_Work instruction_.
Every line in the data below that includes "inner" belongs in the answer, copied as it stands.

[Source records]
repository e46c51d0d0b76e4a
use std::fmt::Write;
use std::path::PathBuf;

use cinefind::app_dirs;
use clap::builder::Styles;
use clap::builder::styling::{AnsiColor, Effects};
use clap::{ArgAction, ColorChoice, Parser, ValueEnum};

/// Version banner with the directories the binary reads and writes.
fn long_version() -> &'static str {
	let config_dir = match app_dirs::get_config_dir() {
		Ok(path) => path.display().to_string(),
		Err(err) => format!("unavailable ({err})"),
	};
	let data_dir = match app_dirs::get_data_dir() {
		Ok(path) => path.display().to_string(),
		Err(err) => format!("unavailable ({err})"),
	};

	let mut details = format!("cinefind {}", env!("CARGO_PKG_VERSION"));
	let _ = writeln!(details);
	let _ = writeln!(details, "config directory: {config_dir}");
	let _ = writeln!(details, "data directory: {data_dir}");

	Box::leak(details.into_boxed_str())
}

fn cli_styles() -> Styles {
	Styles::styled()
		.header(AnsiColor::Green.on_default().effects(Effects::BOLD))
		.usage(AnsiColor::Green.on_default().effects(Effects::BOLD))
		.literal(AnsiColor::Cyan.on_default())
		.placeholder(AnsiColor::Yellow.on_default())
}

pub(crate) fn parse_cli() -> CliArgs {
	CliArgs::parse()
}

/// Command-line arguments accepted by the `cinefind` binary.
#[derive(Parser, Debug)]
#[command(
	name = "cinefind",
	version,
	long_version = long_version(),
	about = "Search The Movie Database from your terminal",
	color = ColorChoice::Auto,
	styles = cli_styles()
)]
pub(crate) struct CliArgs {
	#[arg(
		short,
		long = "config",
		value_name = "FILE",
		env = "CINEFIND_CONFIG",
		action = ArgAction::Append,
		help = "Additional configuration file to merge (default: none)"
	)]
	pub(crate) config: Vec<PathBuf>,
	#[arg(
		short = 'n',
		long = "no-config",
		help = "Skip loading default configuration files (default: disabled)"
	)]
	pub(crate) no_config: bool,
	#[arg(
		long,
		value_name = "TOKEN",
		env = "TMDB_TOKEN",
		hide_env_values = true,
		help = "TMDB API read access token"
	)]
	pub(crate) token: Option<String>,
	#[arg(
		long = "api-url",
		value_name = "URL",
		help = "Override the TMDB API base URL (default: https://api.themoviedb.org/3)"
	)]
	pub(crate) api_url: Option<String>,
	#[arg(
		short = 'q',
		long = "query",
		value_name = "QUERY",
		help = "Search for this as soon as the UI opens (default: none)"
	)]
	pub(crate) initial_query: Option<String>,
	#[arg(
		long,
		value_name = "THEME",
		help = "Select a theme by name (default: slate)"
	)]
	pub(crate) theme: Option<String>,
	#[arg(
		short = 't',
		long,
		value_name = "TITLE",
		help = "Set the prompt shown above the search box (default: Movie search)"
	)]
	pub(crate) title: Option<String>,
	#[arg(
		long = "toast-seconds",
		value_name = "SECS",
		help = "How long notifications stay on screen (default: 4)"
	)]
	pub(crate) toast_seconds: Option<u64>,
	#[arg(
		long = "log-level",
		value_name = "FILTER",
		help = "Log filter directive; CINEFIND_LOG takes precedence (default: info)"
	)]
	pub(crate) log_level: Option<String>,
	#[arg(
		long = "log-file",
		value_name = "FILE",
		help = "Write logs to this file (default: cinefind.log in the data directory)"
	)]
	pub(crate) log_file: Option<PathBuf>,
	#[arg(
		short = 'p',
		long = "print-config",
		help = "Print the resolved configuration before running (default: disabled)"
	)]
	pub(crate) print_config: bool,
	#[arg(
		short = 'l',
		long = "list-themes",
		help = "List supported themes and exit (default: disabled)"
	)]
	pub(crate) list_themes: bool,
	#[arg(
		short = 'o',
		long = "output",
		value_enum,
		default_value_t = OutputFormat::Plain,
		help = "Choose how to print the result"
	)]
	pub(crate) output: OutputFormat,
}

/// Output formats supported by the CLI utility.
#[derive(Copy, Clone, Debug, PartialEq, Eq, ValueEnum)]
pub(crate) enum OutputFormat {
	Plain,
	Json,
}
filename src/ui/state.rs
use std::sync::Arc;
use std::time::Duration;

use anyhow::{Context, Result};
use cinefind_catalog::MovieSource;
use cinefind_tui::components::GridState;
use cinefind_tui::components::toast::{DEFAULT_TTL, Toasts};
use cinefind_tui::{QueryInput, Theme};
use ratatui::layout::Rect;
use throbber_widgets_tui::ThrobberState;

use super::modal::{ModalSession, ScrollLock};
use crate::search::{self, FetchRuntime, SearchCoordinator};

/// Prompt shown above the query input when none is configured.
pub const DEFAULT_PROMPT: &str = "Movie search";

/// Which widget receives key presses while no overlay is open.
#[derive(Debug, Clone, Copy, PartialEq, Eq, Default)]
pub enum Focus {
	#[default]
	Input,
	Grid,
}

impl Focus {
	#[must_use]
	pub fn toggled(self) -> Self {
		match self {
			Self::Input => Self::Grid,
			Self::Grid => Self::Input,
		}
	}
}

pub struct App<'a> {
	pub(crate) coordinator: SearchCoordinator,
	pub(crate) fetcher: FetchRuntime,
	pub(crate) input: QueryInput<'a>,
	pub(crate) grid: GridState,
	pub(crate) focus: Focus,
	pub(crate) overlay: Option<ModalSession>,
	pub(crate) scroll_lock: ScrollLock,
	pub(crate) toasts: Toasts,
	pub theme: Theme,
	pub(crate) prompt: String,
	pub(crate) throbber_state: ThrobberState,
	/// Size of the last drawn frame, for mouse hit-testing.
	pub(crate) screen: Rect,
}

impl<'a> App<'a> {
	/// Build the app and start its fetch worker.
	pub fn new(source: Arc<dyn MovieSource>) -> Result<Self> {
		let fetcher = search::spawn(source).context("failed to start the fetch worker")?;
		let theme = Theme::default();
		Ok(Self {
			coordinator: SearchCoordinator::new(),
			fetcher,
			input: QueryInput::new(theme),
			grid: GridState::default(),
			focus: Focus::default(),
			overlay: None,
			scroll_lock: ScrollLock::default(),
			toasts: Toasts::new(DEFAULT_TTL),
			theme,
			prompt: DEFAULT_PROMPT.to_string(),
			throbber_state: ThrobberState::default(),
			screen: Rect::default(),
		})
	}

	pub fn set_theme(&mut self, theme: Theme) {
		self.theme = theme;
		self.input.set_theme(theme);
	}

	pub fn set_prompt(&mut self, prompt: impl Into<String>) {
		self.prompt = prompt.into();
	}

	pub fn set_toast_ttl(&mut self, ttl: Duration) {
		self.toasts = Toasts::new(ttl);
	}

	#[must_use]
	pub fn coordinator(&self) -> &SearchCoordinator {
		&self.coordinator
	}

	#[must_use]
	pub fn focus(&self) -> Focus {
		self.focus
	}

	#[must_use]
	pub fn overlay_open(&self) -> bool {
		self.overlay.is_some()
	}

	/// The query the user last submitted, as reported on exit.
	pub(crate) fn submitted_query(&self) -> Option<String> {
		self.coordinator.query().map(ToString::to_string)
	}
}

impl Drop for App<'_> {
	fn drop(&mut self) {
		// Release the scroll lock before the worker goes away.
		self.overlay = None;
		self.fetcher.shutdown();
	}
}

--

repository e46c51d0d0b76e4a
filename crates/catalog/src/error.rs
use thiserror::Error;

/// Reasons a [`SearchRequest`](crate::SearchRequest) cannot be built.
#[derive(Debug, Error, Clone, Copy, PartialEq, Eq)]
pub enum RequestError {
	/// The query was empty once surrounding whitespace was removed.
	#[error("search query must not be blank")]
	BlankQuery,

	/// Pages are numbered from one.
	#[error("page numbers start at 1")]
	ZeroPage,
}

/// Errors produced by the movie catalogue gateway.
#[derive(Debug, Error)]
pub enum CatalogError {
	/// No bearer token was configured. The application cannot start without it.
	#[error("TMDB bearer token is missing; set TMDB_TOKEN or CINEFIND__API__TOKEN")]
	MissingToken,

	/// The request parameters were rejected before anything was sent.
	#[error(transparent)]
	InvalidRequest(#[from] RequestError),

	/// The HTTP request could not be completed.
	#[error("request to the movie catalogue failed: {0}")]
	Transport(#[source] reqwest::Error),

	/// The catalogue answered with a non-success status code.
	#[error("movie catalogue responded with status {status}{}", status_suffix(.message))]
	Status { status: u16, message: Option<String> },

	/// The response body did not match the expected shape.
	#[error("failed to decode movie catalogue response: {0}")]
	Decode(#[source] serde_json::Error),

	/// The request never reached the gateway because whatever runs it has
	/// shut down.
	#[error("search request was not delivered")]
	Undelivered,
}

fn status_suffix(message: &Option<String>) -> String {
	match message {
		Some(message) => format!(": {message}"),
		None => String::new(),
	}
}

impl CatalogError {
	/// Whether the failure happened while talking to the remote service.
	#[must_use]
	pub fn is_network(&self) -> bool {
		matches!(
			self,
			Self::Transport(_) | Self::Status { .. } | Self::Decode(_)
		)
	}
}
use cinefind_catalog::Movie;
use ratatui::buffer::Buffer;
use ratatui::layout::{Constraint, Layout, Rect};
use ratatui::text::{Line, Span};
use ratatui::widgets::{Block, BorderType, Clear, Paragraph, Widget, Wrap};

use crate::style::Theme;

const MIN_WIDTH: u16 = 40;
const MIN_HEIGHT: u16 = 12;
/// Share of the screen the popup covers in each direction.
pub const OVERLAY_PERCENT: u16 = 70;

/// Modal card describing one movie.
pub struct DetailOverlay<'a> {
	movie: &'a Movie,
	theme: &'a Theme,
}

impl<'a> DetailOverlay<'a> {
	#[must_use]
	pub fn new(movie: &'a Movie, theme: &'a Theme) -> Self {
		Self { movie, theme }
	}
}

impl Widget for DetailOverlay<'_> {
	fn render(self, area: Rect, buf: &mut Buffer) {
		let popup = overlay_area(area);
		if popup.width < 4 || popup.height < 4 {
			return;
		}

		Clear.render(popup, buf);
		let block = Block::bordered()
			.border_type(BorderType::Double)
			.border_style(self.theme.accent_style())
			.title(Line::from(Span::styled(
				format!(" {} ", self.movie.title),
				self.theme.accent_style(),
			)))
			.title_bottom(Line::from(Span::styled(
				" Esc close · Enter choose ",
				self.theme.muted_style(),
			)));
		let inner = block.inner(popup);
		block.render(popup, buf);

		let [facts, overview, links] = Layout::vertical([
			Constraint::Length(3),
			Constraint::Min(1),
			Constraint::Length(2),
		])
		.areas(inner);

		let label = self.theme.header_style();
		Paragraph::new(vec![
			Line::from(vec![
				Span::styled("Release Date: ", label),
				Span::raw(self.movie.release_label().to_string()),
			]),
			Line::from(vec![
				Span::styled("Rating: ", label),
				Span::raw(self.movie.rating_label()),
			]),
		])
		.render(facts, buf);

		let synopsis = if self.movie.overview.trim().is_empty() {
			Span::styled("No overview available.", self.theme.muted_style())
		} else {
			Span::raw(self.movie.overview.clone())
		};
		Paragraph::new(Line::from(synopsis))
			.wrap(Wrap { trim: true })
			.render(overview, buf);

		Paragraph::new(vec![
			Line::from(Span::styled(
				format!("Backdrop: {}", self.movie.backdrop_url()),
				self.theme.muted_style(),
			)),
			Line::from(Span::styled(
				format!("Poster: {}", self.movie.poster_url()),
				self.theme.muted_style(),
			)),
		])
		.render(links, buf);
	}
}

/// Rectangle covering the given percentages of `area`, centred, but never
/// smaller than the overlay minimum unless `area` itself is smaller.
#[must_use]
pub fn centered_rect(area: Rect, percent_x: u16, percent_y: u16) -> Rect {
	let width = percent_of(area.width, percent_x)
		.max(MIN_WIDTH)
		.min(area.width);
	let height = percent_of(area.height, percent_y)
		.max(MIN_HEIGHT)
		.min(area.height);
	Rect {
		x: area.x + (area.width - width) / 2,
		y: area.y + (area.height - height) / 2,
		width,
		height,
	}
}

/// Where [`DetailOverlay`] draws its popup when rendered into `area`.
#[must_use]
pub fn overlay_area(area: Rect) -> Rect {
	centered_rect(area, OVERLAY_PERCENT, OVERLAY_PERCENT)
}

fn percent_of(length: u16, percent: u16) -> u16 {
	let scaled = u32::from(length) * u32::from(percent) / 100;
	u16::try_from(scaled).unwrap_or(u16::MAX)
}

* * *

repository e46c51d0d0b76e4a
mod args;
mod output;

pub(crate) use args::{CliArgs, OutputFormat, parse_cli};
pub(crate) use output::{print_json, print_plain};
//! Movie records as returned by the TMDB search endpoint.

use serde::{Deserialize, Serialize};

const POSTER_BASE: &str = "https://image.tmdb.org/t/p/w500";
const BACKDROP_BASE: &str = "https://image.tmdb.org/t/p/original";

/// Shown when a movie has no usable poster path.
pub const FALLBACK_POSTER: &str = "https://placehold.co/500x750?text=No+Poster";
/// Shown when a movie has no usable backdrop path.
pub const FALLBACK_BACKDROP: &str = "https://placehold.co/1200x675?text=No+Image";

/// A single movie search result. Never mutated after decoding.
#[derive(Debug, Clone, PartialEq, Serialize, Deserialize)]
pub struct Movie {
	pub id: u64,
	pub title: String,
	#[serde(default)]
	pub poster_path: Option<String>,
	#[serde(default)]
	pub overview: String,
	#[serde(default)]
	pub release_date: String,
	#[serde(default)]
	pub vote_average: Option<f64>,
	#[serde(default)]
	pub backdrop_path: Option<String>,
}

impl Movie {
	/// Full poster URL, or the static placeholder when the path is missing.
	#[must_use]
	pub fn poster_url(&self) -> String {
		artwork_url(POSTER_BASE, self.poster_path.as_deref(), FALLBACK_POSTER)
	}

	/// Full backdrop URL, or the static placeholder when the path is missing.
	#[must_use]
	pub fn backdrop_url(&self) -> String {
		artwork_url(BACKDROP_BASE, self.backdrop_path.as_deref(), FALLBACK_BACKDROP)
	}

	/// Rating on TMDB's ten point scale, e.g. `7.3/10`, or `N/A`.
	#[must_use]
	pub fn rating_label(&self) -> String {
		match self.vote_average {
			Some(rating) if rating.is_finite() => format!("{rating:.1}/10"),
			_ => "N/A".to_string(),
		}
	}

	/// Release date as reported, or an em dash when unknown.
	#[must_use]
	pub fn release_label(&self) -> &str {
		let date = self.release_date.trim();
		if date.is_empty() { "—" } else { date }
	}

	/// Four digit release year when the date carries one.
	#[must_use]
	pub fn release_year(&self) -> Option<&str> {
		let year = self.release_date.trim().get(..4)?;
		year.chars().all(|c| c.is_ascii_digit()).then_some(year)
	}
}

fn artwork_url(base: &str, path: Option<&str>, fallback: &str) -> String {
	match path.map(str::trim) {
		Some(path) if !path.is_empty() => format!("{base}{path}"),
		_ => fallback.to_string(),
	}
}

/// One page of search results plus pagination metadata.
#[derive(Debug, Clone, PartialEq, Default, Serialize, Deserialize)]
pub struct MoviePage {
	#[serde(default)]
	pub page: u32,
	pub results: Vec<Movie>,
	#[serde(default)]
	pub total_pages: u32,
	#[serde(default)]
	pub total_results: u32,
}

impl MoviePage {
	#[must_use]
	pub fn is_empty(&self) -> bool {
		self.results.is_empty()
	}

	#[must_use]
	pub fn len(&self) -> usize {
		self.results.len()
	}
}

_Response to the exercise_.
		let inner = block.inner(popup);
		.areas(inner);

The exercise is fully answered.